Finding space on a lush green lot in Puget Sound, Washington that is filled with mature Douglas fir and cedar trees, the Sneeoosh cabin is truly special both in terms of its design and eco-friendly intent. The cabin was crafted by to ensure that its structure is as non-invasive as possible and even the existing root system under the house is left undisturbed after construction. ‘Lightness’ was the keyword during both the planning and execution phase as prefab Structurally Insulated Panels (SIPs) and metallic frame that relied on tension for stability helped pull off a sustainable and mesmerizing retreat.
The natural green landscape around the house becomes an integral part of the open living area with large glass windows completely opening up the interior visually. Yet, the bedrooms are tucked away neatly to keep out the chill of winter nights and prying eyes. The synergy between nature and man-made structure here is truly captivating as the cabin seems like an extension of the landscape. A small pathway connects the cabin with the parking lot at a distance that sits on an already disturbed site, to minimize environmental further.
Promoting a sustainable way of life, creating a serene getaway that moves away from big city rush and showcasing responsible architecture at its green best, Sneeoosh is an exceptional hideaway indeed!
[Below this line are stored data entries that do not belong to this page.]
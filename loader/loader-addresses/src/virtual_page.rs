use crate::{PageSize, VirtualAddress};
use core::fmt;

/// Base of a virtual page together with its size.
///
/// ### Invariants
/// - `base()` is aligned to `size()`.
#[derive(Copy, Clone, Eq, PartialEq, Hash)]
pub struct VirtualPage {
    base: u64,
    size: PageSize,
}

impl VirtualPage {
    /// Page that contains `addr` (aligns down to page boundary).
    #[inline]
    #[must_use]
    pub const fn containing(addr: VirtualAddress, size: PageSize) -> Self {
        Self {
            base: size.align_down(addr.as_u64()),
            size,
        }
    }

    #[inline]
    #[must_use]
    pub const fn base(self) -> VirtualAddress {
        VirtualAddress::new(self.base)
    }

    #[inline]
    #[must_use]
    pub const fn size(self) -> PageSize {
        self.size
    }

    /// Exclusive end of the page.
    ///
    /// Wraps to zero for the very last page of the address space.
    #[inline]
    #[must_use]
    pub const fn end(self) -> VirtualAddress {
        VirtualAddress::new(self.base.wrapping_add(self.size.as_u64()))
    }

    #[inline]
    #[must_use]
    pub const fn contains(self, addr: VirtualAddress) -> bool {
        self.size.align_down(addr.as_u64()) == self.base
    }
}

impl fmt::Display for VirtualPage {
    fn fmt(&self, f: &mut fmt::Formatter<'_>) -> fmt::Result {
        write!(f, "0x{:016X}/{}", self.base, self.size)
    }
}

impl fmt::Debug for VirtualPage {
    fn fmt(&self, f: &mut fmt::Formatter<'_>) -> fmt::Result {
        write!(f, "VirtualPage<{}>({:#018X})", self.size, self.base)
    }
}
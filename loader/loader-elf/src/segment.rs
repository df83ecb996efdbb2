//! # Program Headers and the Segment Index

use crate::header::{BinaryHeader, ElfClass, read_exact_or};
use crate::image::ImageError;
use core::mem::size_of;
use core::ptr::read_unaligned;
use loader_addresses::VirtualAddress;
use std::io::{Read, Seek, SeekFrom};

const PT_LOAD: u32 = 1;

#[repr(C)]
#[derive(Clone, Copy)]
#[allow(clippy::struct_field_names)]
struct Elf32Phdr {
    p_type: u32,
    p_offset: u32,
    p_vaddr: u32,
    p_paddr: u32,
    p_filesz: u32,
    p_memsz: u32,
    p_flags: u32,
    p_align: u32,
}

#[repr(C)]
#[derive(Clone, Copy)]
#[allow(clippy::struct_field_names)]
struct Elf64Phdr {
    p_type: u32,
    p_flags: u32,
    p_offset: u64,
    p_vaddr: u64,
    p_paddr: u64,
    p_filesz: u64,
    p_memsz: u64,
    p_align: u64,
}

impl ElfClass {
    /// Size in bytes of one program header record for this class.
    #[must_use]
    pub const fn segment_entry_size(self) -> usize {
        match self {
            Self::Elf32 => size_of::<Elf32Phdr>(),
            Self::Elf64 => size_of::<Elf64Phdr>(),
        }
    }
}

/// A loadable (`PT_LOAD`) segment.
///
/// `memsz >= filesz`; the bytes past `filesz` are zero in memory and have no
/// backing in the file.
#[derive(Debug, Clone, Copy, PartialEq, Eq)]
pub struct Segment {
    pub vaddr: VirtualAddress,
    pub offset: u64,
    pub filesz: u64,
    pub memsz: u64,
    pub flags: PFlags,
    pub align: u64,
}

impl Segment {
    /// Whether `addr` lies in `[vaddr, vaddr + memsz)`.
    #[inline]
    #[must_use]
    pub const fn contains(&self, addr: VirtualAddress) -> bool {
        let start = self.vaddr.as_u64();
        let addr = addr.as_u64();
        addr >= start && addr - start < self.memsz
    }

    /// Exclusive end of the in-memory range, saturating at the top of the
    /// address space.
    #[inline]
    #[must_use]
    pub const fn end(&self) -> VirtualAddress {
        VirtualAddress::new(self.vaddr.as_u64().saturating_add(self.memsz))
    }

    /// Exclusive end of the file-backed part of the segment.
    #[inline]
    #[must_use]
    pub const fn file_end(&self) -> VirtualAddress {
        VirtualAddress::new(self.vaddr.as_u64().saturating_add(self.filesz))
    }
}

/// A resolved segment: its position in the table and a borrow of it.
#[derive(Debug, Clone, Copy)]
pub struct SegmentRef<'a> {
    pub index: usize,
    pub segment: &'a Segment,
}

/// The loadable segments of an image in file order.
///
/// Segment counts are small (a handful for a static executable), so lookups
/// are a linear scan.
#[derive(Debug, Clone, Default, PartialEq, Eq)]
pub struct SegmentTable {
    segments: Vec<Segment>,
}

impl SegmentTable {
    #[must_use]
    pub const fn new(segments: Vec<Segment>) -> Self {
        Self { segments }
    }

    /// Read the program header table described by `header` and keep the
    /// `PT_LOAD` entries.
    pub(crate) fn read<R: Read + Seek>(
        reader: &mut R,
        header: &BinaryHeader,
    ) -> Result<Self, ImageError> {
        let entry_size = usize::from(header.phentsize);
        let expected = header.class.segment_entry_size();
        if header.phnum > 0 && entry_size < expected {
            return Err(ImageError::SegmentEntrySize {
                declared: header.phentsize,
                expected,
            });
        }

        reader.seek(SeekFrom::Start(header.phoff))?;
        let mut table = vec![0u8; header.segment_table_size()];
        read_exact_or(reader, &mut table, || ImageError::TruncatedSegmentTable)?;

        let segments = table
            .chunks_exact(entry_size.max(1))
            .take(usize::from(header.phnum))
            .filter_map(|raw| decode_phdr(header.class, raw))
            .collect();

        Ok(Self { segments })
    }

    /// Find the segment owning `addr`: the first whose half-open range
    /// contains it.
    #[must_use]
    pub fn resolve(&self, addr: VirtualAddress) -> Option<SegmentRef<'_>> {
        self.segments
            .iter()
            .enumerate()
            .find(|(_, segment)| segment.contains(addr))
            .map(|(index, segment)| SegmentRef { index, segment })
    }

    #[must_use]
    pub fn as_slice(&self) -> &[Segment] {
        &self.segments
    }

    pub fn iter(&self) -> impl Iterator<Item = &Segment> {
        self.segments.iter()
    }

    #[must_use]
    pub fn len(&self) -> usize {
        self.segments.len()
    }

    #[must_use]
    pub fn is_empty(&self) -> bool {
        self.segments.is_empty()
    }
}

/// Decode one program header record; `None` for anything but `PT_LOAD`.
fn decode_phdr(class: ElfClass, raw: &[u8]) -> Option<Segment> {
    let segment = match class {
        ElfClass::Elf32 => {
            // SAFETY: entry size was checked against size_of::<Elf32Phdr>().
            let ph = unsafe { read_unaligned(raw.as_ptr().cast::<Elf32Phdr>()) };
            if ph.p_type != PT_LOAD {
                return None;
            }
            Segment {
                vaddr: VirtualAddress::from(ph.p_vaddr),
                offset: u64::from(ph.p_offset),
                filesz: u64::from(ph.p_filesz),
                memsz: u64::from(ph.p_memsz),
                flags: PFlags::from_bits(ph.p_flags),
                align: u64::from(ph.p_align),
            }
        }
        ElfClass::Elf64 => {
            // SAFETY: entry size was checked against size_of::<Elf64Phdr>().
            let ph = unsafe { read_unaligned(raw.as_ptr().cast::<Elf64Phdr>()) };
            if ph.p_type != PT_LOAD {
                return None;
            }
            Segment {
                vaddr: VirtualAddress::new(ph.p_vaddr),
                offset: ph.p_offset,
                filesz: ph.p_filesz,
                memsz: ph.p_memsz,
                flags: PFlags::from_bits(ph.p_flags),
                align: ph.p_align,
            }
        }
    };
    Some(segment)
}

/// Bitfield wrapper for `p_flags` (32-bit)
///
/// Layout (LSB→MSB):
/// - bit 0: execute
/// - bit 1: write
/// - bit 2: read
/// - bits 3..31: reserved / OS and processor specific
#[bitfield_struct::bitfield(u32)]
#[derive(PartialEq, Eq)]
pub struct PFlags {
    #[bits(1)]
    pub execute: bool,
    #[bits(1)]
    pub write: bool,
    #[bits(1)]
    pub read: bool,
    #[bits(29)]
    __: u32,
}

impl PFlags {
    /// `r-x` style rendering for diagnostics.
    #[must_use]
    pub fn as_rwx(self) -> [char; 3] {
        [
            if self.read() { 'r' } else { '-' },
            if self.write() { 'w' } else { '-' },
            if self.execute() { 'x' } else { '-' },
        ]
    }
}

#[cfg(test)]
mod tests {
    use super::*;

    fn segment(vaddr: u64, memsz: u64) -> Segment {
        Segment {
            vaddr: VirtualAddress::new(vaddr),
            offset: 0,
            filesz: 0,
            memsz,
            flags: PFlags::new().with_read(true),
            align: 0x1000,
        }
    }

    #[test]
    fn phdr_sizes() {
        assert_eq!(ElfClass::Elf32.segment_entry_size(), 32);
        assert_eq!(ElfClass::Elf64.segment_entry_size(), 56);
    }

    #[test]
    fn contains_is_half_open() {
        let s = segment(0x1_0000, 0x100);
        assert!(!s.contains(VirtualAddress::new(0xFFFF)));
        assert!(s.contains(VirtualAddress::new(0x1_0000)));
        assert!(s.contains(VirtualAddress::new(0x1_00FF)));
        assert!(!s.contains(VirtualAddress::new(0x1_0100)));
    }

    #[test]
    fn empty_segment_contains_nothing() {
        let s = segment(0x1_0000, 0);
        assert!(!s.contains(VirtualAddress::new(0x1_0000)));
    }

    #[test]
    fn contains_does_not_overflow() {
        let s = segment(u64::MAX - 0x10, 0x100);
        assert!(s.contains(VirtualAddress::new(u64::MAX)));
        assert_eq!(s.end().as_u64(), u64::MAX);
    }

    #[test]
    fn resolve_picks_owning_segment() {
        let table = SegmentTable::new(vec![segment(0x1_0000, 0x1000), segment(0x2_0000, 0x10)]);
        let hit = table.resolve(VirtualAddress::new(0x2_0008)).unwrap();
        assert_eq!(hit.index, 1);
        assert_eq!(hit.segment.vaddr.as_u64(), 0x2_0000);
        assert!(table.resolve(VirtualAddress::new(0x2_0010)).is_none());
        assert!(table.resolve(VirtualAddress::new(0x1_5000)).is_none());
    }

    #[test]
    fn resolve_is_idempotent() {
        let table = SegmentTable::new(vec![segment(0x1_0000, 0x1000)]);
        let addr = VirtualAddress::new(0x1_0123);
        let a = table.resolve(addr).unwrap();
        let b = table.resolve(addr).unwrap();
        assert_eq!(a.index, b.index);
        assert!(core::ptr::eq(a.segment, b.segment));
    }

    #[test]
    fn flags_render() {
        let f = PFlags::from_bits(0x5);
        assert!(f.read() && f.execute() && !f.write());
        assert_eq!(f.as_rwx(), ['r', '-', 'x']);
    }
}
Collaborating with an arborist, we devised a system to allow not only the tree’s large tap roots to remain but also the very small capillary-like roots that trace through the top humus layer continued access to nutrients, water and sun. Another rule was the tight restriction of the area that was allowed to be disturbed during construction which was controlled by a fence that left only a very small working area surrounding the house.